═══ Material shown

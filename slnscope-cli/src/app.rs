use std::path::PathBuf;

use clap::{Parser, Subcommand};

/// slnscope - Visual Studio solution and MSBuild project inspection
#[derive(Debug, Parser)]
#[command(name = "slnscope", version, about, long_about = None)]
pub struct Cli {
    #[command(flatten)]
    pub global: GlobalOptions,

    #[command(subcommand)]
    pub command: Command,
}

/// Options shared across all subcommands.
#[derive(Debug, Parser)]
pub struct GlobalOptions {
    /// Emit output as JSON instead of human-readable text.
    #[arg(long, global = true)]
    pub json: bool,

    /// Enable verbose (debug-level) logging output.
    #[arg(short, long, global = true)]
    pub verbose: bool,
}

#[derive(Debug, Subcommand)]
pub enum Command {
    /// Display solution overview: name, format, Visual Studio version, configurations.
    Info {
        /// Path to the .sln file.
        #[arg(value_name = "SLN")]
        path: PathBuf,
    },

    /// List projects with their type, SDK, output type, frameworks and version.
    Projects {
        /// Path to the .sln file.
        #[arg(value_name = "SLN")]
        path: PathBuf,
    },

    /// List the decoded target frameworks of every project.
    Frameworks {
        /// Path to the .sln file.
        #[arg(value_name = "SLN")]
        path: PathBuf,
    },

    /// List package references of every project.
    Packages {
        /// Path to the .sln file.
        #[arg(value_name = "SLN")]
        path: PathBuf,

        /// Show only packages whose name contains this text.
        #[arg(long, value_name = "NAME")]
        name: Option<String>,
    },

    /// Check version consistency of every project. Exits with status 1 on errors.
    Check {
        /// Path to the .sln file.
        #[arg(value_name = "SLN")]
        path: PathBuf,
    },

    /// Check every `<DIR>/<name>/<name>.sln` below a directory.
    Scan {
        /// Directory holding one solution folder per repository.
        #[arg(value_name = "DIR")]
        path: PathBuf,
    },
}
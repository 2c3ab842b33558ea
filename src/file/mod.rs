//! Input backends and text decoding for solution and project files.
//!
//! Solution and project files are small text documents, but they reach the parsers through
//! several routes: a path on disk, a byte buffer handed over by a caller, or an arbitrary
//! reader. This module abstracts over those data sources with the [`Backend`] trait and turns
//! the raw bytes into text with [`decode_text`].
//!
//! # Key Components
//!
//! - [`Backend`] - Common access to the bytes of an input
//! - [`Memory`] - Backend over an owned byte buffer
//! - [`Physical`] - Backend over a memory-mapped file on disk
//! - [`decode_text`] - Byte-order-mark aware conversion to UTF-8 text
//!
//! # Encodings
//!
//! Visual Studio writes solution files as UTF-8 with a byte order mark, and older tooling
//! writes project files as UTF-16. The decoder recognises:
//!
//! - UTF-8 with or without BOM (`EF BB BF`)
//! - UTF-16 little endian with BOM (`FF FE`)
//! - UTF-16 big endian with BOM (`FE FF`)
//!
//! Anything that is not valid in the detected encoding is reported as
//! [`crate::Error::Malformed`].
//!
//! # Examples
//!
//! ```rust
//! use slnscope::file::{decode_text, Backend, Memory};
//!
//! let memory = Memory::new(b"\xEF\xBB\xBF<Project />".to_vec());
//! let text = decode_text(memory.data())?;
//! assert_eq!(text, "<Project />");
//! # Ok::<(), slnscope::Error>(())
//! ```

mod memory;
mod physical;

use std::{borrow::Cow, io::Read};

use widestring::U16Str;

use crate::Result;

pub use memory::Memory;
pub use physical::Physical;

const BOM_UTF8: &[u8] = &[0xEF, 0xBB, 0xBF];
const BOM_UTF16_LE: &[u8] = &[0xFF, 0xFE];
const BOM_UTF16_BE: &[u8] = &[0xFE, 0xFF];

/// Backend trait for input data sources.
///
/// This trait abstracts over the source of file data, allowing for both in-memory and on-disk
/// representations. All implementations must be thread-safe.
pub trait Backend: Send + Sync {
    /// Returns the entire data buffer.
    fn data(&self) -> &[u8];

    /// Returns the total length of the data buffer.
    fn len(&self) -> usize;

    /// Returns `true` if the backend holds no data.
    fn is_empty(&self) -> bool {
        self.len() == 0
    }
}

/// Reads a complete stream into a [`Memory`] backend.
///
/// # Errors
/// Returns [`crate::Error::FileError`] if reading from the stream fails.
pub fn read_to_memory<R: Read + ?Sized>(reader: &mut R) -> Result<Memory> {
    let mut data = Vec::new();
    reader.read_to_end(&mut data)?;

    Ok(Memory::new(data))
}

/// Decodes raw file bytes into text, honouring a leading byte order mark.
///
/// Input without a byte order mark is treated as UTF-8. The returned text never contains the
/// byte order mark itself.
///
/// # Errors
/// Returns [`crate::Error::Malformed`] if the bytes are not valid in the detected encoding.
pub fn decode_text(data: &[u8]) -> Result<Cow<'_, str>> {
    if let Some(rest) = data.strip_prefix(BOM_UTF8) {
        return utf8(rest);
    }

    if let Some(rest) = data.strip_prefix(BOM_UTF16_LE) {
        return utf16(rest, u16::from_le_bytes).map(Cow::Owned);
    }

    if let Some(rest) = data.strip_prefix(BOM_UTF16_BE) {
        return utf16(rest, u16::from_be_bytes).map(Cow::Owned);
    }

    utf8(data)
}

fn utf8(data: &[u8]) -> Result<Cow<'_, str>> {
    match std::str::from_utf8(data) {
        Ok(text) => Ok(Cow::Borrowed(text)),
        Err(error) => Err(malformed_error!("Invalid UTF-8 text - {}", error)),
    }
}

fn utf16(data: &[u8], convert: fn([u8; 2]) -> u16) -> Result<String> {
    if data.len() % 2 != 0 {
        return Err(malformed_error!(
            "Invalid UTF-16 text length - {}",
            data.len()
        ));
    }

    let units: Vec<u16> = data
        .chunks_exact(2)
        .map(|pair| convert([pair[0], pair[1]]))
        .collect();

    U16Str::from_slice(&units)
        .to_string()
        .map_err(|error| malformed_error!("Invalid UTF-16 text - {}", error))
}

══════

## Work order
What you give back must be the stretch above, starting at the line with "file on disk" and ending at the line with "- UTF-8 with", copied exactly.

## Completed exercise
//! - [`Physical`] - Backend over a memory-mapped file on disk
//! - [`decode_text`] - Byte-order-mark aware conversion to UTF-8 text
//!
//! # Encodings
//!
//! Visual Studio writes solution files as UTF-8 with a byte order mark, and older tooling
//! writes project files as UTF-16. The decoder recognises:
//!
//! - UTF-8 with or without BOM (`EF BB BF`)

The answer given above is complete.